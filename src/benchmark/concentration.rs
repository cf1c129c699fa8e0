// src/benchmark/concentration.rs
//! Pure concentration metrics over a holder balance distribution.
//! No I/O and no shared state; identical inputs always produce identical
//! outputs, which is what makes golden-value testing possible.

use crate::error::{BenchError, Result};
use itertools::Itertools;
use std::cmp::Ordering;

/// Rejects distributions the metric functions are not defined for.
/// Negative, NaN and infinite balances are input errors, never silently clamped.
pub fn validate_balances(balances: &[f64]) -> Result<()> {
    if balances.is_empty() {
        return Err(BenchError::InvalidInput(
            "holder balance distribution is empty".to_string(),
        ));
    }
    for (i, balance) in balances.iter().enumerate() {
        if !balance.is_finite() {
            return Err(BenchError::InvalidInput(format!(
                "holder balance at index {} is not finite: {}",
                i, balance
            )));
        }
        if *balance < 0.0 {
            return Err(BenchError::InvalidInput(format!(
                "holder balance at index {} is negative: {}",
                i, balance
            )));
        }
    }
    Ok(())
}

/// Gini coefficient of the distribution, 0 = perfectly equal, 1 = maximally
/// unequal. All-equal distributions (including single-holder and all-zero)
/// yield 0.
pub fn gini(balances: &[f64]) -> Result<f64> {
    validate_balances(balances)?;

    let n = balances.len() as f64;
    let total: f64 = balances.iter().sum();
    if total == 0.0 {
        return Ok(0.0);
    }

    // Rank-weighted form over the ascending-sorted distribution:
    // G = 2 * sum(i * x_i) / (n * sum(x)) - (n + 1) / n
    let weighted: f64 = balances
        .iter()
        .copied()
        .sorted_by(|a, b| a.partial_cmp(b).unwrap_or(Ordering::Equal))
        .enumerate()
        .map(|(i, x)| (i as f64 + 1.0) * x)
        .sum();

    let g = (2.0 * weighted) / (n * total) - (n + 1.0) / n;
    Ok(g.clamp(0.0, 1.0))
}

/// Herfindahl-Hirschman Index: sum of squared market-share fractions scaled to
/// the conventional 0-10000 range. A zero total held supply yields 0 by
/// convention (no concentration data).
pub fn hhi(balances: &[f64]) -> f64 {
    let total: f64 = balances.iter().sum();
    if total <= 0.0 {
        return 0.0;
    }
    let sum_sq: f64 = balances
        .iter()
        .map(|b| {
            let share = b / total;
            share * share
        })
        .sum();
    (sum_sq * 10_000.0).clamp(0.0, 10_000.0)
}

/// Nakamoto coefficient: the smallest count of top holders whose cumulative
/// share strictly exceeds 50% of the total distributed balance.
///
/// Degenerate cases are explicit: a zero total distributed balance returns 0
/// (sentinel: no holder controls anything), and if floating-point rounding
/// keeps the cumulative sum from strictly exceeding half, the holder count
/// itself is returned.
pub fn nakamoto(balances: &[f64]) -> u32 {
    if balances.is_empty() {
        return 0;
    }
    let total: f64 = balances.iter().sum();
    if total <= 0.0 {
        return 0;
    }

    let half = total / 2.0;
    let mut cumulative = 0.0;
    for (idx, balance) in balances
        .iter()
        .copied()
        .sorted_by(|a, b| b.partial_cmp(a).unwrap_or(Ordering::Equal))
        .enumerate()
    {
        cumulative += balance;
        if cumulative > half {
            return (idx + 1) as u32;
        }
    }
    balances.len() as u32
}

■ EXERCISE BRIEF: Answer by repeating every line of the listing exactly.

■ SOLUTION FOR THIS EXERCISE:
filename src/benchmark/concentration.rs
repository cf1c129c699fa8e0
// src/benchmark/concentration.rs
//! Pure concentration metrics over a holder balance distribution.
//! No I/O and no shared state; identical inputs always produce identical
//! outputs, which is what makes golden-value testing possible.

use crate::error::{BenchError, Result};
use itertools::Itertools;
use std::cmp::Ordering;

/// Rejects distributions the metric functions are not defined for.
/// Negative, NaN and infinite balances are input errors, never silently clamped.
pub fn validate_balances(balances: &[f64]) -> Result<()> {
    if balances.is_empty() {
        return Err(BenchError::InvalidInput(
            "holder balance distribution is empty".to_string(),
        ));
    }
    for (i, balance) in balances.iter().enumerate() {
        if !balance.is_finite() {
            return Err(BenchError::InvalidInput(format!(
                "holder balance at index {} is not finite: {}",
                i, balance
            )));
        }
        if *balance < 0.0 {
            return Err(BenchError::InvalidInput(format!(
                "holder balance at index {} is negative: {}",
                i, balance
            )));
        }
    }
    Ok(())
}

/// Gini coefficient of the distribution, 0 = perfectly equal, 1 = maximally
/// unequal. All-equal distributions (including single-holder and all-zero)
/// yield 0.
pub fn gini(balances: &[f64]) -> Result<f64> {
    validate_balances(balances)?;

    let n = balances.len() as f64;
    let total: f64 = balances.iter().sum();
    if total == 0.0 {
        return Ok(0.0);
    }

    // Rank-weighted form over the ascending-sorted distribution:
    // G = 2 * sum(i * x_i) / (n * sum(x)) - (n + 1) / n
    let weighted: f64 = balances
        .iter()
        .copied()
        .sorted_by(|a, b| a.partial_cmp(b).unwrap_or(Ordering::Equal))
        .enumerate()
        .map(|(i, x)| (i as f64 + 1.0) * x)
        .sum();

    let g = (2.0 * weighted) / (n * total) - (n + 1.0) / n;
    Ok(g.clamp(0.0, 1.0))
}

/// Herfindahl-Hirschman Index: sum of squared market-share fractions scaled to
/// the conventional 0-10000 range. A zero total held supply yields 0 by
/// convention (no concentration data).
pub fn hhi(balances: &[f64]) -> f64 {
    let total: f64 = balances.iter().sum();
    if total <= 0.0 {
        return 0.0;
    }
    let sum_sq: f64 = balances
        .iter()
        .map(|b| {
            let share = b / total;
            share * share
        })
        .sum();
    (sum_sq * 10_000.0).clamp(0.0, 10_000.0)
}

/// Nakamoto coefficient: the smallest count of top holders whose cumulative
/// share strictly exceeds 50% of the total distributed balance.
///
/// Degenerate cases are explicit: a zero total distributed balance returns 0
/// (sentinel: no holder controls anything), and if floating-point rounding
/// keeps the cumulative sum from strictly exceeding half, the holder count
/// itself is returned.
pub fn nakamoto(balances: &[f64]) -> u32 {
    if balances.is_empty() {
        return 0;
    }
    let total: f64 = balances.iter().sum();
    if total <= 0.0 {
        return 0;
    }

    let half = total / 2.0;
    let mut cumulative = 0.0;
    for (idx, balance) in balances
        .iter()
        .copied()
        .sorted_by(|a, b| b.partial_cmp(a).unwrap_or(Ordering::Equal))
        .enumerate()
    {
        cumulative += balance;
        if cumulative > half {
            return (idx + 1) as u32;
        }
    }
    balances.len() as u32
}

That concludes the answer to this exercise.